Sophie nimmt 120 Euro die Stunde. "Das klingt erst mal nach viel Geld - acht Stunden hat die Nacht, fünf Tage Arbeit. Aber natürlich läuft das so nicht. Mal habe ich drei Gäste die Nacht, mal zwei, drei Nächte nicht einen einzigen." Kein leicht verdientes Geld also. Warum dann?
Sophie sagt, ihr mache die Arbeit Spaß - und nur dann solle eine Frau diese auch ausführen. "Denn wenn die das macht und sich selbst dafür verachtet oder Dinge macht, die sie nicht will, dann macht sie sich ihr eigenes Sexualleben kaputt."
"Was ich nicht machen will, mach ich auch nicht"
Sophie Berlin ist die Hure nicht anzusehen. Im Gegenteil. Mit ihren rot-blonden, leicht gewellten Haaren, den Sommersprossen im Gesicht, blauer Pluderhose und einer oliv-grünen Jacke, die das Grün ihrer Augen widerspiegelt, wirkt sie eher wie das nette Mädchen von nebenan. Und ebenso ist der Sex, den sie ihren Freiern anbietet. Sie arbeitet weder auf dem Strich, noch in einem Puff, sondern in einer sogenannten Model-Wohnung. Sie erinnern an Mädchen-WGs. Zwischen fünf und zwölf Frauen bieten dort ihre Dienste an, unter denen die Männer die für sie Richtige wählen. Sophie Berlin bietet "Girl-Friend-Sex" oder auch "Kuschelsex" an. Spiele oder Gewalt gibt es bei ihr nicht. Wenn ein Mann dies dennoch will, muss er eine andere Frau nehmen. Darin ist die Hure völlig klar und eindeutig. "Was ich nicht machen will, mach ich auch nicht. Sonst wird es krank."

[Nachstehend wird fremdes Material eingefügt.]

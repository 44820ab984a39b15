//! Transport for the usage check/increment endpoints

use async_trait::async_trait;
use reqwest::StatusCode;
use std::time::Duration;
use thiserror::Error;
use url::Url;

use crate::rpc::{ErrorBody, UsagePayload, UsageRequest};
use crate::tier::middleware::{TIER_HEADER, USER_HEADER};
use crate::tier::usage::UsageStore;
use crate::tier::{ActionType, Caller, SharedUsageStore, UsageError};

pub const DEFAULT_TIMEOUT: Duration = Duration::from_secs(30);

#[derive(Error, Debug)]
pub enum ApiError {
    #[error("{0}")]
    LimitReached(String),
    #[error("Server returned {status}: {message}")]
    Status { status: u16, message: String },
    #[error("Request failed: {0}")]
    Transport(#[from] reqwest::Error),
    #[error("Invalid server URL: {0}")]
    Url(#[from] url::ParseError),
    #[error("{0}")]
    Local(String),
}

#[async_trait]
pub trait UsageApi: Send + Sync {
    async fn check(&self, action: ActionType) -> Result<UsagePayload, ApiError>;
    async fn increment(&self, action: ActionType) -> Result<UsagePayload, ApiError>;
}

pub struct HttpUsageApi {
    base_url: Url,
    caller: Caller,
    client: reqwest::Client,
}

impl HttpUsageApi {
    pub fn new(base_url: &str, caller: Caller, timeout: Duration) -> Result<Self, ApiError> {
        let client = reqwest::Client::builder().timeout(timeout).build()?;
        Ok(Self {
            base_url: Url::parse(base_url)?,
            caller,
            client,
        })
    }

    async fn post(&self, path: &str, action: ActionType) -> Result<UsagePayload, ApiError> {
        let url = self.base_url.join(path)?;
        let response = self
            .client
            .post(url)
            .header(USER_HEADER, &self.caller.user_id)
            .header(TIER_HEADER, self.caller.tier.as_str())
            .json(&UsageRequest {
                action_type: action.as_str().to_string(),
            })
            .send()
            .await?;

        let status = response.status();
        if status.is_success() {
            return Ok(response.json().await?);
        }

        let text = response.text().await.unwrap_or_default();
        let message = serde_json::from_str::<ErrorBody>(&text)
            .map(|body| body.error)
            .unwrap_or_else(|_| {
                if text.is_empty() {
                    status.to_string()
                } else {
                    text
                }
            });

        if status == StatusCode::TOO_MANY_REQUESTS {
            Err(ApiError::LimitReached(message))
        } else {
            Err(ApiError::Status {
                status: status.as_u16(),
                message,
            })
        }
    }
}

#[async_trait]
impl UsageApi for HttpUsageApi {
    async fn check(&self, action: ActionType) -> Result<UsagePayload, ApiError> {
        self.post("/api/usage/check", action).await
    }

    async fn increment(&self, action: ActionType) -> Result<UsagePayload, ApiError> {
        self.post("/api/usage/increment", action).await
    }
}

/// Talks to an in-process store instead of the network
pub struct LocalUsageApi {
    store: SharedUsageStore,
    caller: Caller,
}

impl LocalUsageApi {
    pub fn new(store: SharedUsageStore, caller: Caller) -> Self {
        Self { store, caller }
    }
}

#[async_trait]
impl UsageApi for LocalUsageApi {
    async fn check(&self, action: ActionType) -> Result<UsagePayload, ApiError> {
        let store = self.store.read().await;
        Ok(UsagePayload {
            status: store.check(&self.caller.user_id, self.caller.tier, action),
            resets_at: Some(UsageStore::next_reset()),
        })
    }

    async fn increment(&self, action: ActionType) -> Result<UsagePayload, ApiError> {
        let mut store = self.store.write().await;
        match store.increment(&self.caller.user_id, self.caller.tier, action) {
            Ok(status) => Ok(UsagePayload {
                status,
                resets_at: Some(UsageStore::next_reset()),
            }),
            Err(err @ UsageError::LimitReached { .. }) => {
                Err(ApiError::LimitReached(err.to_string()))
            }
            Err(err) => Err(ApiError::Local(err.to_string())),
        }
    }
}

Sophie Berlin hat ein Buch über ihre Arbeit geschrieben. Ein Buch, in dem sie die Prostitution in leuchtendsten Farben ausmalt. Wer "Freudenmädchen Sophie" (Verlag Schwarzkopf & Schwarzkopf) liest, meint, eine absolut naive Frau vor sich zu haben, die alles abspaltet, was nicht in ihr Konzept von Prostitution passt. Sophie kann diesen Vorwurf verstehen. Natürlich habe auch sie negative Erfahrungen gemacht, aber wirklich passiert sei ihr nie etwas - weil sie eben genau wisse, was für sie o.k. sei, und sich daran halte. Im Buch habe sie bewusst alles Negative ausgespart. "Ich wollte einen Kontrapunkt zu der ansonsten sehr einseitigen, dunklen Berichterstattung setzten. Denn so ist es auch nicht. Nicht nur."
"Ich will ja nun auch nicht, dass die Frauen völlig naiv in diesen Beruf gehen"
Aber so ganz rosarot wollte sie das dennoch nicht stehen lassen. "Ich will ja nun auch nicht, dass die Frauen völlig unüberlegt und naiv in diesen Beruf gehen." Sie hat ihrem Selbsterfahrungsbericht daher ein Vorwort vorangestellt. Darin heißt es: "Im Interesse der eigenen Sicherheit und zum Schutz anderer Personen empfehle ich den Einstieg und den Verbleib in der Prostitution nur Frauen mit Erfahrung, für die dieser Beruf auch Berufung ist." Und Sophie ergänzt: "Doch davon gibt es nicht viele. Gerade heute."